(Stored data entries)
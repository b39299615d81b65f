//! Choropleth fills: data rows joined to regions by normalized key

use std::collections::HashMap;

use glam::DVec2;

use super::context::{BaseMap, RenderContext};
use crate::cache::KeyCache;
use crate::color::Color;
use crate::geo::Geography;
use crate::geo::path::GeoPath;
use crate::scale::ColorScale;
use crate::settings::ColorBinding;
use crate::values::{numeric_bounds, unique_values};

/// A drawable region as the choropleth and label layers see it
#[derive(Debug, Clone, PartialEq)]
pub struct RegionSlot {
    /// Matching keys, most specific first; the first names the element
    pub keys: Vec<String>,
    /// Label anchor in canvas space
    pub anchor: Option<DVec2>,
}

/// Regions of the base map, in drawing order
pub fn region_slots(ctx: &RenderContext<'_>) -> Vec<RegionSlot> {
    match &ctx.base {
        BaseMap::Empty => Vec::new(),
        BaseMap::Topology(resolved) => {
            let path = GeoPath::new(&ctx.projection);
            resolved
                .regions
                .iter()
                .map(|r| RegionSlot {
                    keys: r.keys.clone(),
                    anchor: r.feature.geometry.as_ref().and_then(|g| path.centroid(g)),
                })
                .collect()
        }
        BaseMap::Custom { map, .. } => map
            .regions
            .iter()
            .map(|r| RegionSlot {
                keys: vec![r.key.clone()],
                anchor: (!r.bounds.is_empty()).then(|| ctx.custom_to_canvas(r.bounds.center())),
            })
            .collect(),
    }
}

/// Element id per region, `region-<key>`, suffixed when keys repeat
pub fn region_ids(slots: &[RegionSlot]) -> Vec<String> {
    let mut seen: HashMap<String, usize> = HashMap::new();
    slots
        .iter()
        .enumerate()
        .map(|(i, slot)| {
            let key = slot.keys.first().cloned().unwrap_or_else(|| i.to_string());
            let base = format!("region-{}", id_safe(&key));
            let n = seen.entry(base.clone()).or_insert(0);
            *n += 1;
            if *n == 1 { base } else { format!("{base}-{n}") }
        })
        .collect()
}

/// Keys become part of element ids: keep them to one token
pub fn id_safe(key: &str) -> String {
    key.trim()
        .chars()
        .map(|c| if c.is_alphanumeric() || c == '-' || c == '_' { c } else { '-' })
        .collect()
}

/// Result of joining rows to regions
#[derive(Debug, Clone, Default)]
pub struct ChoroplethJoin {
    /// Fill per region slot; `None` takes the default region fill
    pub fills: Vec<Option<Color>>,
    /// Matched row index per region slot
    pub rows: Vec<Option<usize>>,
    pub scale: Option<ColorScale>,
}

/// Key used for joining. Subdivision keys are already canonical codes;
/// every other geography matches case-insensitively.
fn join_key(raw: &str, geography: Geography, cache: &mut KeyCache) -> String {
    if geography.is_subdivision() {
        cache.normalize(raw, geography)
    } else {
        cache.normalize(raw, Geography::World).to_lowercase()
    }
}

/// Join data rows to region slots through the region column
pub fn join(ctx: &RenderContext<'_>, slots: &[RegionSlot], cache: &mut KeyCache) -> ChoroplethJoin {
    let Some(settings) = ctx.settings.choropleth() else {
        return ChoroplethJoin::default();
    };
    let rows = &ctx.dataset.rows;
    let geography = ctx.geography;

    let mut by_key: HashMap<String, usize> = HashMap::new();
    for (i, row) in rows.iter().enumerate() {
        let Some(raw) = row.get(&settings.region_column).filter(|v| !v.is_blank()) else {
            continue;
        };
        let key = join_key(&raw.to_string(), geography, cache);
        if by_key.contains_key(&key) {
            crate::log::debug!(key = %key, row = i, "duplicate region key, keeping first row");
            continue;
        }
        by_key.insert(key, i);
    }

    let matched: Vec<Option<usize>> = slots
        .iter()
        .map(|slot| {
            slot.keys
                .iter()
                .find_map(|k| by_key.get(&join_key(k, geography, cache)).copied())
        })
        .collect();

    let scale = settings
        .color
        .as_ref()
        .map(|binding| build_scale(ctx, binding, ctx.styling.base.region_fill));

    let fills = matched
        .iter()
        .map(|row| {
            let (scale, binding) = (scale.as_ref()?, settings.color.as_ref()?);
            let value = rows.get((*row)?)?.get(&binding.column)?;
            scale.color_for(value)
        })
        .collect();

    crate::log::debug!(
        rows = rows.len(),
        regions = slots.len(),
        matched = matched.iter().filter(|m| m.is_some()).count(),
        "choropleth join"
    );

    ChoroplethJoin {
        fills,
        rows: matched,
        scale,
    }
}

/// Color scale over a bound column of the dataset
pub fn build_scale(ctx: &RenderContext<'_>, binding: &ColorBinding, default: Color) -> ColorScale {
    let rows = &ctx.dataset.rows;
    ColorScale::build(
        &binding.scale,
        numeric_bounds(rows, &binding.column),
        &unique_values(rows, &binding.column),
        default,
    )
}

▶ **Task item**:
From the opening line of the data above through the line that contains "pub struct RegionSlot", please print each line as it stands and only those lines.

▶ **Task output**:
repository b39299615d81b65f
//! Choropleth fills: data rows joined to regions by normalized key

use std::collections::HashMap;

use glam::DVec2;

use super::context::{BaseMap, RenderContext};
use crate::cache::KeyCache;
use crate::color::Color;
use crate::geo::Geography;
use crate::geo::path::GeoPath;
use crate::scale::ColorScale;
use crate::settings::ColorBinding;
use crate::values::{numeric_bounds, unique_values};

/// A drawable region as the choropleth and label layers see it
#[derive(Debug, Clone, PartialEq)]
pub struct RegionSlot {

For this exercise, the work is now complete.